*** Begin section ***

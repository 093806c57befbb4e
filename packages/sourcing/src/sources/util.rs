//! Helpers shared across source plugins.
//!
//! These are free functions rather than base-class machinery: every
//! plugin composes the pieces it needs.

use secrecy::{ExposeSecret, SecretBox};
use std::fmt;

use crate::types::candidate::CandidateRecord;

/// An API token that won't leak through logs or debug output.
pub struct SecretString(SecretBox<str>);

impl SecretString {
    pub fn new(value: impl Into<String>) -> Self {
        Self(SecretBox::new(Box::from(value.into().as_str())))
    }

    /// Expose the secret for an actual API request.
    pub fn expose(&self) -> &str {
        self.0.expose_secret()
    }
}

impl Clone for SecretString {
    fn clone(&self) -> Self {
        Self::new(self.expose().to_string())
    }
}

impl fmt::Debug for SecretString {
    fn fmt(&self, f: &mut fmt::Formatter<'_>) -> fmt::Result {
        f.write_str("[REDACTED]")
    }
}

impl fmt::Display for SecretString {
    fn fmt(&self, f: &mut fmt::Formatter<'_>) -> fmt::Result {
        f.write_str("[REDACTED]")
    }
}

impl From<String> for SecretString {
    fn from(s: String) -> Self {
        Self::new(s)
    }
}

impl From<&str> for SecretString {
    fn from(s: &str) -> Self {
        Self::new(s)
    }
}

/// Record id scoped to its platform, e.g. `github_583231`.
pub fn candidate_id(platform: &str, native_id: &str) -> String {
    format!("{platform}_{native_id}")
}

/// Trim, collapse whitespace, and strip control characters from a
/// provider-supplied value.
pub fn sanitize(value: &str) -> String {
    value
        .chars()
        .filter(|c| !c.is_control())
        .collect::<String>()
        .split_whitespace()
        .collect::<Vec<_>>()
        .join(" ")
}

/// First email-shaped token in a block of text, if any.
pub fn extract_email(text: &str) -> Option<String> {
    text.split_whitespace()
        .map(|token| token.trim_matches(|c: char| !c.is_alphanumeric() && c != '@' && c != '.'))
        .find(|token| {
            let Some(at) = token.find('@') else {
                return false;
            };
            at > 0 && token[at + 1..].contains('.') && !token[at + 1..].contains('@')
        })
        .map(|token| token.to_lowercase())
}

/// Query skill terms that appear verbatim in a candidate-supplied text
/// blob (a bio, a headline, a snippet).
pub fn skills_in_text(text: &str, skill_terms: &[String]) -> Vec<String> {
    let haystack = text.to_lowercase();
    skill_terms
        .iter()
        .filter(|term| haystack.contains(term.to_lowercase().as_str()))
        .cloned()
        .collect()
}

/// The minimum a record needs to be worth scoring: a platform tag, an
/// in-source id, and at least one human-recognizable identifier.
pub fn has_minimum_fields(record: &CandidateRecord) -> bool {
    if record.platform.trim().is_empty() || record.id.trim().is_empty() {
        return false;
    }
    record.name.as_deref().map(str::trim).is_some_and(|n| !n.is_empty())
        || record
            .username
            .as_deref()
            .map(str::trim)
            .is_some_and(|u| !u.is_empty())
        || record.email.is_some()
}

#[cfg(test)]
mod tests {
    use super::*;

    #[test]
    fn test_secret_never_prints() {
        let secret = SecretString::new("hunter2");
        assert_eq!(format!("{secret}"), "[REDACTED]");
        assert_eq!(format!("{secret:?}"), "[REDACTED]");
        assert_eq!(secret.expose(), "hunter2");
    }

    #[test]
    fn test_sanitize_collapses_and_strips() {
        assert_eq!(sanitize("  Alice\t\u{0000} Smith \n"), "Alice Smith");
    }

    #[test]
    fn test_extract_email() {
        assert_eq!(
            extract_email("reach me at Alice@Example.com, thanks"),
            Some("alice@example.com".to_string())
        );
        assert_eq!(extract_email("no contact info here"), None);
    }

    #[test]
    fn test_skills_in_text() {
        let terms = vec!["rust".to_string(), "python".to_string()];
        let found = skills_in_text("Rust enthusiast and occasional Gopher", &terms);
        assert_eq!(found, vec!["rust"]);
    }

    #[test]
    fn test_minimum_fields() {
        assert!(has_minimum_fields(
            &CandidateRecord::new("github", "1").with_username("alice")
        ));
        assert!(!has_minimum_fields(&CandidateRecord::new("github", "1")));
        assert!(!has_minimum_fields(
            &CandidateRecord::new("", "1").with_name("Alice")
        ));
    }
}
//! Core trait abstractions.
//!
//! - [`source`] - The uniform source plugin contract
//! - [`persistence`] - The candidate persistence collaborator
//! - [`telemetry`] - The fire-and-forget event sink

pub mod persistence;
pub mod source;
pub mod telemetry;

pub use persistence::{CandidateSink, NoopSink, PersistContext};
pub use source::{SearchContext, SourceMetadata, SourcePlugin, SourceResponse};
pub use telemetry::{NoopEvents, SearchEvents};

*** End section ***

Exercise instructions »
Write out the listing's lines exactly, from its first line through the line that contains "use std::fmt;", and stop there.

Response to this exercise »
repository 093806c57befbb4e
filename packages/sourcing/src/sources/util.rs
//! Helpers shared across source plugins.
//!
//! These are free functions rather than base-class machinery: every
//! plugin composes the pieces it needs.

use secrecy::{ExposeSecret, SecretBox};
use std::fmt;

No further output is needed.